When a line below contains the word "None", copy that line.

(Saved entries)
↓

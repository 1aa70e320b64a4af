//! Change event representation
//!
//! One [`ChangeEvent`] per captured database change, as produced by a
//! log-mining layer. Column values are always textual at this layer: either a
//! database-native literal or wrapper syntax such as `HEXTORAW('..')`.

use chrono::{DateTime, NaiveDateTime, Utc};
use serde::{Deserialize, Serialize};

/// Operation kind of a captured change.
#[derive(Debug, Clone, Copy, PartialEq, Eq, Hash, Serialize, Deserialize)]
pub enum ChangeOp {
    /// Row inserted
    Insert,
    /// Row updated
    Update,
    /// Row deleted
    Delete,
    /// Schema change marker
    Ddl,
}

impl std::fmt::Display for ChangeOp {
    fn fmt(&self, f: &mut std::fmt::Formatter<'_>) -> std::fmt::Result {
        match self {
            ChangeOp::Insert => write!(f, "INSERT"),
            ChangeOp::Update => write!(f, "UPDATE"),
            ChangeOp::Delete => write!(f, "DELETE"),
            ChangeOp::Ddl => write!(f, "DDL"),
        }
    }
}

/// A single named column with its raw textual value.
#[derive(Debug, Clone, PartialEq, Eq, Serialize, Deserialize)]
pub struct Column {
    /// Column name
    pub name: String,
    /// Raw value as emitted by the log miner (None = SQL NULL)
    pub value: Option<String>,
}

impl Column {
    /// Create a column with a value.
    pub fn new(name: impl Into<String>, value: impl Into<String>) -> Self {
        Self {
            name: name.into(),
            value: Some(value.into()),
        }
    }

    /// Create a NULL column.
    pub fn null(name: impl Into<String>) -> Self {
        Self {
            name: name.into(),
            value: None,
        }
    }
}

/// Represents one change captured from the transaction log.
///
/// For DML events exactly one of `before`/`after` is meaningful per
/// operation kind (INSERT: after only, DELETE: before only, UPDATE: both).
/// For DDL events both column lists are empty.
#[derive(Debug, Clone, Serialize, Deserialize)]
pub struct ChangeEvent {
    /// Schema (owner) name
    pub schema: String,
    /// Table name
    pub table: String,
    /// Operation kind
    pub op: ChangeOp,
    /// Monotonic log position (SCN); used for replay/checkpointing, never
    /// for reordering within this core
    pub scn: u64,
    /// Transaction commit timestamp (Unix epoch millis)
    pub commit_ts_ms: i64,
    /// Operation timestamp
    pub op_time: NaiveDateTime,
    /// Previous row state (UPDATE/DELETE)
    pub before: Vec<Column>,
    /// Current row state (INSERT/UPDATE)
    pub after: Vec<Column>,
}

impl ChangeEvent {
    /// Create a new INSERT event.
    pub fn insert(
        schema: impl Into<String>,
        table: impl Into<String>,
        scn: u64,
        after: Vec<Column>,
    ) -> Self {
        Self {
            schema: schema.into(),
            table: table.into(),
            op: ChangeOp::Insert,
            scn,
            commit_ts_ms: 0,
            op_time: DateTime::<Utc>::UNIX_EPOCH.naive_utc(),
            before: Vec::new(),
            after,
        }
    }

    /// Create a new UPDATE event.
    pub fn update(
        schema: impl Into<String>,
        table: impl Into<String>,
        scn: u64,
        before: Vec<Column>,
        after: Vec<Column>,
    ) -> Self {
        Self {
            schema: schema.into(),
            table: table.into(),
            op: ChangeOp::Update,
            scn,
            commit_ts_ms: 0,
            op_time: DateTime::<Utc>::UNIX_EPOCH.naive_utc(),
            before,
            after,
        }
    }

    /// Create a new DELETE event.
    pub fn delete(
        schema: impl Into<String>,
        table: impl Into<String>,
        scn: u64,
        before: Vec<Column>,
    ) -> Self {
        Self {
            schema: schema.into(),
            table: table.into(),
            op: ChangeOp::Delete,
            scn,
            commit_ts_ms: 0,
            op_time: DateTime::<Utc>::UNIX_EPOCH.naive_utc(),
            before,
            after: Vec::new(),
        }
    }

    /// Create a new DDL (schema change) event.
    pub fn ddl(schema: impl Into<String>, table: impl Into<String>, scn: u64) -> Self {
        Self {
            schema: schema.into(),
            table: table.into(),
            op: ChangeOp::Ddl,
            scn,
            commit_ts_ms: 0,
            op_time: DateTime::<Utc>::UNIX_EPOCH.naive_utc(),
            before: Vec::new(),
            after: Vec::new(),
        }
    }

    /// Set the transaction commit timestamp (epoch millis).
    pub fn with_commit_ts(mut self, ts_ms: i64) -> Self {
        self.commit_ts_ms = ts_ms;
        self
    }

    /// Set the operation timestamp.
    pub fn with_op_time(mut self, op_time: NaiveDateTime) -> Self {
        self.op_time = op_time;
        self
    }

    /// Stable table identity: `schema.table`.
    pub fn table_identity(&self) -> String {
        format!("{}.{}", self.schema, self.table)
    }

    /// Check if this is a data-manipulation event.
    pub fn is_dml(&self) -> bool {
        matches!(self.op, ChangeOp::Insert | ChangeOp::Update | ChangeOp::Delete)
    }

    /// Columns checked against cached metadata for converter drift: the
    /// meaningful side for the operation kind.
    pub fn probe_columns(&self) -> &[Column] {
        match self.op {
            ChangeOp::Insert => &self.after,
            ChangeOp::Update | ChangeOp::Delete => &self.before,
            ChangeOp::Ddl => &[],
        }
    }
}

↑

• YOUR RESPONSE:
    /// Raw value as emitted by the log miner (None = SQL NULL)
            value: None,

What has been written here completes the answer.